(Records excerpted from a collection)

★ ★ ★ ★ ★ ★ ★

//! Z-table integration tests
//!
//! Covers both queries over the full standard table, equivalence across
//! bucket sizes and evaluators, with property-based checks of the
//! nearest-neighbour search.

use proptest::prelude::*;
use rstest::rstest;
use ztable::{ErfCdf, GaussLegendreCdf, ZTable, ZTableOptions};

fn init_tracing() {
    let _ = tracing_subscriber::fmt()
        .with_test_writer()
        .with_max_level(tracing::Level::DEBUG)
        .try_init();
}

fn table_with_bucket_size(bucket_size: i64) -> ZTable {
    ZTable::new(Some(&ZTableOptions::with_bucket_size(bucket_size)))
}

// === FindPercentage ===

#[test]
fn test_find_percentage_is_monotonic() {
    init_tracing();
    let table = ZTable::new(None);

    let percentages: Vec<f64> = (-400..=400)
        .map(|h| table.find_percentage(h as f64 / 100.0))
        .collect();

    assert!(percentages.iter().all(|&p| p > 0.0));
    assert!(percentages.windows(2).all(|w| w[0] <= w[1]));
}

#[rstest]
#[case(-4.0, 0.0)]
#[case(0.0, 0.5)]
#[case(4.0, 1.0)]
#[case(1.96, 0.975)]
#[case(-1.0, 0.158_655)]
fn test_find_percentage_values(#[case] z: f64, #[case] expected: f64) {
    let table = ZTable::new(None);
    let actual = table.find_percentage(z);
    assert!(
        (actual - expected).abs() < 1e-4,
        "Φ({z}) = {actual}, expected ~{expected}"
    );
}

#[rstest]
#[case(1.005)]
#[case(0.123)]
#[case(0.001)]
#[case(-4.01)]
#[case(4.01)]
#[case(100.0)]
fn test_find_percentage_misses_return_zero(#[case] z: f64) {
    let table = ZTable::new(None);
    assert_eq!(table.find_percentage(z), 0.0);
    assert_eq!(table.lookup_percentage(z), None);
}

#[test]
fn test_find_percentage_accepts_drifted_input() {
    let table = ZTable::new(None);
    let drifted = 0.1 + 0.2; // 0.30000000000000004
    assert_eq!(table.find_percentage(drifted), table.find_percentage(0.3));
    assert_ne!(table.find_percentage(drifted), 0.0);
}

// === FindZScore ===

#[rstest]
#[case(1)]
#[case(10)]
#[case(30)]
#[case(100)]
fn test_round_trip_every_leaf(#[case] bucket_size: i64) {
    init_tracing();
    let table = table_with_bucket_size(bucket_size);

    for leaf in table.leaves() {
        let z = table.find_z_score(leaf.percentage).unwrap();
        assert_eq!(z, leaf.z_score, "bucket size {bucket_size}, leaf {}", leaf.key);
    }
}

#[rstest]
#[case(1)]
#[case(10)]
#[case(30)]
#[case(100)]
fn test_out_of_range_percentages(#[case] bucket_size: i64) {
    let table = table_with_bucket_size(bucket_size);
    assert_eq!(table.find_z_score(0.0).unwrap(), -4.0);
    assert_eq!(table.find_z_score(1.0).unwrap(), 4.0);
    assert_eq!(table.find_z_score(1.5).unwrap(), 4.0);
}

#[test]
fn test_nearest_neighbour_between_leaves() {
    let table = ZTable::new(None);
    let leaves = table.leaves();

    for pair in leaves.windows(2) {
        let (low, high) = (&pair[0], &pair[1]);
        let gap = high.percentage - low.percentage;

        let near_low = low.percentage + gap * 0.25;
        let near_high = low.percentage + gap * 0.75;

        assert_eq!(table.find_z_score(near_low).unwrap(), low.z_score);
        assert_eq!(table.find_z_score(near_high).unwrap(), high.z_score);
    }
}

#[test]
fn test_tie_goes_to_lower_z_score() {
    // Dyadic percentages make the midpoint an exact tie
    let dyadic = |z: f64| ((z * 100.0).round() + 401.0) / 1024.0;
    let table = ZTable::with_evaluator(None, &dyadic);

    let low = table.find_percentage(0.5);
    let high = table.find_percentage(0.51);
    let midpoint = (low + high) / 2.0;

    assert_eq!(midpoint - low, high - midpoint);
    assert_eq!(table.find_z_score(midpoint).unwrap(), 0.5);
}

#[test]
fn test_known_quantiles() {
    let table = ZTable::new(None);
    assert_eq!(table.find_z_score(0.5).unwrap(), 0.0);
    assert_eq!(table.find_z_score(0.975).unwrap(), 1.96);
    assert_eq!(table.find_z_score(0.025).unwrap(), -1.96);
    assert_eq!(table.find_z_score(0.95).unwrap(), 1.64);
}

// === Options and evaluators ===

#[rstest]
#[case(0)]
#[case(-1)]
#[case(-30)]
fn test_non_positive_bucket_size_uses_default(#[case] bucket_size: i64) {
    let table = table_with_bucket_size(bucket_size);
    assert_eq!(table.bucket_size(), 30);
    assert_eq!(table.tree_depth(), ZTable::new(None).tree_depth());
}

#[test]
fn test_bucket_size_from_toml() {
    let options = ZTableOptions::from_toml_str("bucket_size = 100").unwrap();
    let table = ZTable::new(Some(&options));
    assert_eq!(table.bucket_size(), 100);
    // 8 complete buckets -> 4 -> 2 -> 1
    assert_eq!(table.boundary_count(), 8);
    assert_eq!(table.tree_depth(), 4);
}

#[test]
fn test_bucket_larger_than_table_has_no_tree() {
    let table = table_with_bucket_size(1000);
    assert_eq!(table.tree_depth(), 0);
    assert!(table.find_z_score(0.5).unwrap_err().is_not_found());
    assert!((table.find_percentage(0.0) - 0.5).abs() < 1e-12);
}

#[test]
fn test_quadrature_table_matches_closed_form() {
    let closed = ZTable::with_evaluator(None, &ErfCdf);
    let quad = ZTable::with_evaluator(None, &GaussLegendreCdf::standard().unwrap());

    for (a, b) in closed.leaves().iter().zip(quad.leaves()) {
        assert_eq!(a.key, b.key);
        assert!((a.percentage - b.percentage).abs() < 1e-10);
    }
    for p in [0.001, 0.1, 0.5, 0.9, 0.999] {
        assert_eq!(
            closed.find_z_score(p).unwrap(),
            quad.find_z_score(p).unwrap()
        );
    }
}

#[test]
fn test_concurrent_readers() {
    let table = std::sync::Arc::new(ZTable::new(None));
    let handles: Vec<_> = (0..4)
        .map(|t| {
            let table = std::sync::Arc::clone(&table);
            std::thread::spawn(move || {
                (0..100)
                    .map(|i| table.find_z_score((t * 100 + i) as f64 / 400.0).unwrap())
                    .collect::<Vec<_>>()
            })
        })
        .collect();

    for handle in handles {
        let results = handle.join().unwrap();
        assert!(results.windows(2).all(|w| w[0] <= w[1]));
    }
}

// === Property-based tests ===

proptest! {
    #[test]
    fn prop_result_is_nearest_leaf(p in 0.0f64..1.0) {
        let table = ZTable::new(None);
        let z = table.find_z_score(p).unwrap();
        let chosen = (table.find_percentage(z) - p).abs();

        for leaf in table.leaves() {
            prop_assert!(chosen <= (leaf.percentage - p).abs());
        }
    }

    #[test]
    fn prop_bucket_size_does_not_change_result(p in -0.5f64..1.5) {
        let reference = table_with_bucket_size(30).find_z_score(p).unwrap();
        for bucket_size in [1, 10, 100] {
            let z = table_with_bucket_size(bucket_size).find_z_score(p).unwrap();
            prop_assert_eq!(z, reference);
        }
    }

    #[test]
    fn prop_find_percentage_round_trips(h in -400i32..=400) {
        let table = ZTable::new(None);
        let z = h as f64 / 100.0;
        let p = table.find_percentage(z);
        prop_assert!(p > 0.0);
        prop_assert_eq!(table.find_z_score(p).unwrap(), z);
    }
}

★ ★ ★ ★ ★ ★ ★

**Exercise directions**
Return all the lines shown above, precisely as they stand.

**Task solution**
//! Z-table integration tests
//!
//! Covers both queries over the full standard table, equivalence across
//! bucket sizes and evaluators, with property-based checks of the
//! nearest-neighbour search.

use proptest::prelude::*;
use rstest::rstest;
use ztable::{ErfCdf, GaussLegendreCdf, ZTable, ZTableOptions};

fn init_tracing() {
    let _ = tracing_subscriber::fmt()
        .with_test_writer()
        .with_max_level(tracing::Level::DEBUG)
        .try_init();
}

fn table_with_bucket_size(bucket_size: i64) -> ZTable {
    ZTable::new(Some(&ZTableOptions::with_bucket_size(bucket_size)))
}

// === FindPercentage ===

#[test]
fn test_find_percentage_is_monotonic() {
    init_tracing();
    let table = ZTable::new(None);

    let percentages: Vec<f64> = (-400..=400)
        .map(|h| table.find_percentage(h as f64 / 100.0))
        .collect();

    assert!(percentages.iter().all(|&p| p > 0.0));
    assert!(percentages.windows(2).all(|w| w[0] <= w[1]));
}

#[rstest]
#[case(-4.0, 0.0)]
#[case(0.0, 0.5)]
#[case(4.0, 1.0)]
#[case(1.96, 0.975)]
#[case(-1.0, 0.158_655)]
fn test_find_percentage_values(#[case] z: f64, #[case] expected: f64) {
    let table = ZTable::new(None);
    let actual = table.find_percentage(z);
    assert!(
        (actual - expected).abs() < 1e-4,
        "Φ({z}) = {actual}, expected ~{expected}"
    );
}

#[rstest]
#[case(1.005)]
#[case(0.123)]
#[case(0.001)]
#[case(-4.01)]
#[case(4.01)]
#[case(100.0)]
fn test_find_percentage_misses_return_zero(#[case] z: f64) {
    let table = ZTable::new(None);
    assert_eq!(table.find_percentage(z), 0.0);
    assert_eq!(table.lookup_percentage(z), None);
}

#[test]
fn test_find_percentage_accepts_drifted_input() {
    let table = ZTable::new(None);
    let drifted = 0.1 + 0.2; // 0.30000000000000004
    assert_eq!(table.find_percentage(drifted), table.find_percentage(0.3));
    assert_ne!(table.find_percentage(drifted), 0.0);
}

// === FindZScore ===

#[rstest]
#[case(1)]
#[case(10)]
#[case(30)]
#[case(100)]
fn test_round_trip_every_leaf(#[case] bucket_size: i64) {
    init_tracing();
    let table = table_with_bucket_size(bucket_size);

    for leaf in table.leaves() {
        let z = table.find_z_score(leaf.percentage).unwrap();
        assert_eq!(z, leaf.z_score, "bucket size {bucket_size}, leaf {}", leaf.key);
    }
}

#[rstest]
#[case(1)]
#[case(10)]
#[case(30)]
#[case(100)]
fn test_out_of_range_percentages(#[case] bucket_size: i64) {
    let table = table_with_bucket_size(bucket_size);
    assert_eq!(table.find_z_score(0.0).unwrap(), -4.0);
    assert_eq!(table.find_z_score(1.0).unwrap(), 4.0);
    assert_eq!(table.find_z_score(1.5).unwrap(), 4.0);
}

#[test]
fn test_nearest_neighbour_between_leaves() {
    let table = ZTable::new(None);
    let leaves = table.leaves();

    for pair in leaves.windows(2) {
        let (low, high) = (&pair[0], &pair[1]);
        let gap = high.percentage - low.percentage;

        let near_low = low.percentage + gap * 0.25;
        let near_high = low.percentage + gap * 0.75;

        assert_eq!(table.find_z_score(near_low).unwrap(), low.z_score);
        assert_eq!(table.find_z_score(near_high).unwrap(), high.z_score);
    }
}

#[test]
fn test_tie_goes_to_lower_z_score() {
    // Dyadic percentages make the midpoint an exact tie
    let dyadic = |z: f64| ((z * 100.0).round() + 401.0) / 1024.0;
    let table = ZTable::with_evaluator(None, &dyadic);

    let low = table.find_percentage(0.5);
    let high = table.find_percentage(0.51);
    let midpoint = (low + high) / 2.0;

    assert_eq!(midpoint - low, high - midpoint);
    assert_eq!(table.find_z_score(midpoint).unwrap(), 0.5);
}

#[test]
fn test_known_quantiles() {
    let table = ZTable::new(None);
    assert_eq!(table.find_z_score(0.5).unwrap(), 0.0);
    assert_eq!(table.find_z_score(0.975).unwrap(), 1.96);
    assert_eq!(table.find_z_score(0.025).unwrap(), -1.96);
    assert_eq!(table.find_z_score(0.95).unwrap(), 1.64);
}

// === Options and evaluators ===

#[rstest]
#[case(0)]
#[case(-1)]
#[case(-30)]
fn test_non_positive_bucket_size_uses_default(#[case] bucket_size: i64) {
    let table = table_with_bucket_size(bucket_size);
    assert_eq!(table.bucket_size(), 30);
    assert_eq!(table.tree_depth(), ZTable::new(None).tree_depth());
}

#[test]
fn test_bucket_size_from_toml() {
    let options = ZTableOptions::from_toml_str("bucket_size = 100").unwrap();
    let table = ZTable::new(Some(&options));
    assert_eq!(table.bucket_size(), 100);
    // 8 complete buckets -> 4 -> 2 -> 1
    assert_eq!(table.boundary_count(), 8);
    assert_eq!(table.tree_depth(), 4);
}

#[test]
fn test_bucket_larger_than_table_has_no_tree() {
    let table = table_with_bucket_size(1000);
    assert_eq!(table.tree_depth(), 0);
    assert!(table.find_z_score(0.5).unwrap_err().is_not_found());
    assert!((table.find_percentage(0.0) - 0.5).abs() < 1e-12);
}

#[test]
fn test_quadrature_table_matches_closed_form() {
    let closed = ZTable::with_evaluator(None, &ErfCdf);
    let quad = ZTable::with_evaluator(None, &GaussLegendreCdf::standard().unwrap());

    for (a, b) in closed.leaves().iter().zip(quad.leaves()) {
        assert_eq!(a.key, b.key);
        assert!((a.percentage - b.percentage).abs() < 1e-10);
    }
    for p in [0.001, 0.1, 0.5, 0.9, 0.999] {
        assert_eq!(
            closed.find_z_score(p).unwrap(),
            quad.find_z_score(p).unwrap()
        );
    }
}

#[test]
fn test_concurrent_readers() {
    let table = std::sync::Arc::new(ZTable::new(None));
    let handles: Vec<_> = (0..4)
        .map(|t| {
            let table = std::sync::Arc::clone(&table);
            std::thread::spawn(move || {
                (0..100)
                    .map(|i| table.find_z_score((t * 100 + i) as f64 / 400.0).unwrap())
                    .collect::<Vec<_>>()
            })
        })
        .collect();

    for handle in handles {
        let results = handle.join().unwrap();
        assert!(results.windows(2).all(|w| w[0] <= w[1]));
    }
}

// === Property-based tests ===

proptest! {
    #[test]
    fn prop_result_is_nearest_leaf(p in 0.0f64..1.0) {
        let table = ZTable::new(None);
        let z = table.find_z_score(p).unwrap();
        let chosen = (table.find_percentage(z) - p).abs();

        for leaf in table.leaves() {
            prop_assert!(chosen <= (leaf.percentage - p).abs());
        }
    }

    #[test]
    fn prop_bucket_size_does_not_change_result(p in -0.5f64..1.5) {
        let reference = table_with_bucket_size(30).find_z_score(p).unwrap();
        for bucket_size in [1, 10, 100] {
            let z = table_with_bucket_size(bucket_size).find_z_score(p).unwrap();
            prop_assert_eq!(z, reference);
        }
    }

    #[test]
    fn prop_find_percentage_round_trips(h in -400i32..=400) {
        let table = ZTable::new(None);
        let z = h as f64 / 100.0;
        let p = table.find_percentage(z);
        prop_assert!(p > 0.0);
        prop_assert_eq!(table.find_z_score(p).unwrap(), z);
    }
}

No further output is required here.